## Supplied material
//! Universal Transverse Mercator projection.
//!
//! Closed-form Krüger series to 8th order in the longitude offset from
//! the zone's central meridian (coefficients as in Snyder's "Map
//! Projections: A Working Manual", eqs. 8-9 through 8-11). The inverse
//! is seeded by the footpoint latitude, the latitude whose meridian arc
//! length equals the given northing.
//!
//! Longitudes are expected to be normalized to [-180, 180) and zones to
//! [1, 60]; violating either is a programming error, not a recoverable
//! condition.

use crate::core::constants::{FALSE_EASTING, FALSE_NORTHING, UTM_SCALE_FACTOR};
use crate::core::geo::{Ellipsoid, LatLng, Point, UtmPoint};

/// Determines the UTM zone for a longitude
pub fn zone_for_lng(lng: f64) -> u8 {
    let zone = ((lng + 180.0) / 6.0).floor() as i32 + 1;
    debug_assert!(
        (1..=60).contains(&zone),
        "longitude {} outside [-180, 180)",
        lng
    );
    zone as u8
}

/// The central meridian of a zone, in radians
pub fn central_meridian(zone: u8) -> f64 {
    (-183.0 + f64::from(zone) * 6.0).to_radians()
}

/// Ellipsoidal distance from the equator to the given latitude (radians),
/// in meters. Backbone of both the forward projection and the footpoint
/// latitude.
fn meridian_arc_length(phi: f64) -> f64 {
    let Ellipsoid { a, b } = Ellipsoid::WGS84;
    let n = Ellipsoid::WGS84.third_flattening();

    let alpha = ((a + b) / 2.0) * (1.0 + n.powi(2) / 4.0 + n.powi(4) / 64.0);
    let beta = -3.0 * n / 2.0 + 9.0 * n.powi(3) / 16.0 - 3.0 * n.powi(5) / 32.0;
    let gamma = 15.0 * n.powi(2) / 16.0 - 15.0 * n.powi(4) / 32.0;
    let delta = -35.0 * n.powi(3) / 48.0 + 105.0 * n.powi(5) / 256.0;
    let epsilon = 315.0 * n.powi(4) / 512.0;

    alpha
        * (phi
            + beta * (2.0 * phi).sin()
            + gamma * (4.0 * phi).sin()
            + delta * (6.0 * phi).sin()
            + epsilon * (8.0 * phi).sin())
}

/// Inverse of the meridian arc series: the latitude (radians) whose arc
/// length from the equator equals the given northing
fn footpoint_latitude(y: f64) -> f64 {
    let Ellipsoid { a, b } = Ellipsoid::WGS84;
    let n = Ellipsoid::WGS84.third_flattening();

    let alpha = ((a + b) / 2.0) * (1.0 + n.powi(2) / 4.0 + n.powi(4) / 64.0);
    let y_ = y / alpha;

    let beta = 3.0 * n / 2.0 - 27.0 * n.powi(3) / 32.0 + 269.0 * n.powi(5) / 512.0;
    let gamma = 21.0 * n.powi(2) / 16.0 - 55.0 * n.powi(4) / 32.0;
    let delta = 151.0 * n.powi(3) / 96.0 - 417.0 * n.powi(5) / 128.0;
    let epsilon = 1097.0 * n.powi(4) / 512.0;

    y_ + beta * (2.0 * y_).sin()
        + gamma * (4.0 * y_).sin()
        + delta * (6.0 * y_).sin()
        + epsilon * (8.0 * y_).sin()
}

/// Forward transverse Mercator: latitude/longitude (radians) to raw
/// easting/northing in meters, relative to the central meridian
/// `lambda0`. Scale factor and false origin are not applied here.
fn transverse_mercator(phi: f64, lambda: f64, lambda0: f64) -> Point {
    let ellipsoid = Ellipsoid::WGS84;
    let ep2 = ellipsoid.second_eccentricity_squared();

    let cos_phi = phi.cos();
    let nu2 = ep2 * cos_phi * cos_phi;
    // Radius of curvature in the prime vertical
    let radius = ellipsoid.a * ellipsoid.a / (ellipsoid.b * (1.0 + nu2).sqrt());
    let t = phi.tan();
    let t2 = t * t;
    let l = lambda - lambda0;

    // Coefficients for l^n; l and l² have coefficients of 1
    let l3 = 1.0 - t2 + nu2;
    let l4 = 5.0 - t2 + 9.0 * nu2 + 4.0 * nu2 * nu2;
    let l5 = 5.0 - 18.0 * t2 + t2 * t2 + 14.0 * nu2 - 58.0 * t2 * nu2;
    let l6 = 61.0 - 58.0 * t2 + t2 * t2 + 270.0 * nu2 - 330.0 * t2 * nu2;
    let l7 = 61.0 - 479.0 * t2 + 179.0 * t2 * t2 - t2 * t2 * t2;
    let l8 = 1385.0 - 3111.0 * t2 + 543.0 * t2 * t2 - t2 * t2 * t2;

    let easting = radius * cos_phi * l
        + radius / 6.0 * cos_phi.powi(3) * l3 * l.powi(3)
        + radius / 120.0 * cos_phi.powi(5) * l5 * l.powi(5)
        + radius / 5040.0 * cos_phi.powi(7) * l7 * l.powi(7);

    let northing = meridian_arc_length(phi)
        + t / 2.0 * radius * cos_phi.powi(2) * l.powi(2)
        + t / 24.0 * radius * cos_phi.powi(4) * l4 * l.powi(4)
        + t / 720.0 * radius * cos_phi.powi(6) * l6 * l.powi(6)
        + t / 40320.0 * radius * cos_phi.powi(8) * l8 * l.powi(8);

    Point::new(easting, northing)
}

/// Inverse transverse Mercator: raw easting/northing in meters to
/// latitude/longitude in radians, relative to the central meridian
/// `lambda0`
fn transverse_mercator_inverse(x: f64, y: f64, lambda0: f64) -> (f64, f64) {
    let ellipsoid = Ellipsoid::WGS84;
    let ep2 = ellipsoid.second_eccentricity_squared();

    let phi_f = footpoint_latitude(y);
    let cf = phi_f.cos();
    let nuf2 = ep2 * cf * cf;
    let nf = ellipsoid.a * ellipsoid.a / (ellipsoid.b * (1.0 + nuf2).sqrt());
    let tf = phi_f.tan();
    let tf2 = tf * tf;
    let tf4 = tf2 * tf2;

    // Fractional coefficients for x^n; nf_pow walks through Nf^n
    let mut nf_pow = nf;
    let x1_frac = 1.0 / (nf_pow * cf);
    nf_pow *= nf;
    let x2_frac = tf / (2.0 * nf_pow);
    nf_pow *= nf;
    let x3_frac = 1.0 / (6.0 * nf_pow * cf);
    nf_pow *= nf;
    let x4_frac = tf / (24.0 * nf_pow);
    nf_pow *= nf;
    let x5_frac = 1.0 / (120.0 * nf_pow * cf);
    nf_pow *= nf;
    let x6_frac = tf / (720.0 * nf_pow);
    nf_pow *= nf;
    let x7_frac = 1.0 / (5040.0 * nf_pow * cf);
    nf_pow *= nf;
    let x8_frac = tf / (40320.0 * nf_pow);

    // Polynomial coefficients for x^n; x has no polynomial coefficient
    let x2_poly = -1.0 - nuf2;
    let x3_poly = -1.0 - 2.0 * tf2 - nuf2;
    let x4_poly = 5.0 + 3.0 * tf2 + 6.0 * nuf2
        - 6.0 * tf2 * nuf2
        - 3.0 * nuf2 * nuf2
        - 9.0 * tf2 * nuf2 * nuf2;
    let x5_poly = 5.0 + 28.0 * tf2 + 24.0 * tf4 + 6.0 * nuf2 + 8.0 * tf2 * nuf2;
    let x6_poly = -61.0 - 90.0 * tf2 - 45.0 * tf4 - 107.0 * nuf2 + 162.0 * tf2 * nuf2;
    let x7_poly = -61.0 - 662.0 * tf2 - 1320.0 * tf4 - 720.0 * tf4 * tf2;
    let x8_poly = 1385.0 + 3633.0 * tf2 + 4095.0 * tf4 + 1575.0 * tf4 * tf2;

    let phi = phi_f
        + x2_frac * x2_poly * x * x
        + x4_frac * x4_poly * x.powi(4)
        + x6_frac * x6_poly * x.powi(6)
        + x8_frac * x8_poly * x.powi(8);

    let lambda = lambda0
        + x1_frac * x
        + x3_frac * x3_poly * x.powi(3)
        + x5_frac * x5_poly * x.powi(5)
        + x7_frac * x7_poly * x.powi(7);

    (phi, lambda)
}

/// Projects a coordinate into the UTM system, deriving the zone from
/// the longitude
pub fn project(lat_lng: &LatLng) -> UtmPoint {
    let zone = zone_for_lng(lat_lng.lng);
    let point = project_with_zone(lat_lng, zone);
    UtmPoint::new(point.x, point.y, zone)
}

/// Projects a coordinate against a caller-fixed zone. Used when an
/// extent's projection is already decided and must not be re-derived
/// per point.
pub fn project_with_zone(lat_lng: &LatLng, zone: u8) -> Point {
    debug_assert!((1..=60).contains(&zone), "zone {} outside [1, 60]", zone);
    let raw = transverse_mercator(
        lat_lng.lat.to_radians(),
        lat_lng.lng.to_radians(),
        central_meridian(zone),
    );
    Point::new(
        raw.x * UTM_SCALE_FACTOR + FALSE_EASTING,
        raw.y * UTM_SCALE_FACTOR + FALSE_NORTHING,
    )
}

/// Inverts UTM easting/northing in the given zone back to geographic
/// coordinates
pub fn unproject(x: f64, y: f64, zone: u8) -> LatLng {
    debug_assert!((1..=60).contains(&zone), "zone {} outside [1, 60]", zone);
    let x = (x - FALSE_EASTING) / UTM_SCALE_FACTOR;
    let y = (y - FALSE_NORTHING) / UTM_SCALE_FACTOR;
    let (phi, lambda) = transverse_mercator_inverse(x, y, central_meridian(zone));
    LatLng::new(phi.to_degrees(), lambda.to_degrees())
}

## What is required
Lines with the word "meters": how many are there in the material? Answer with the number alone.

## Written solution
3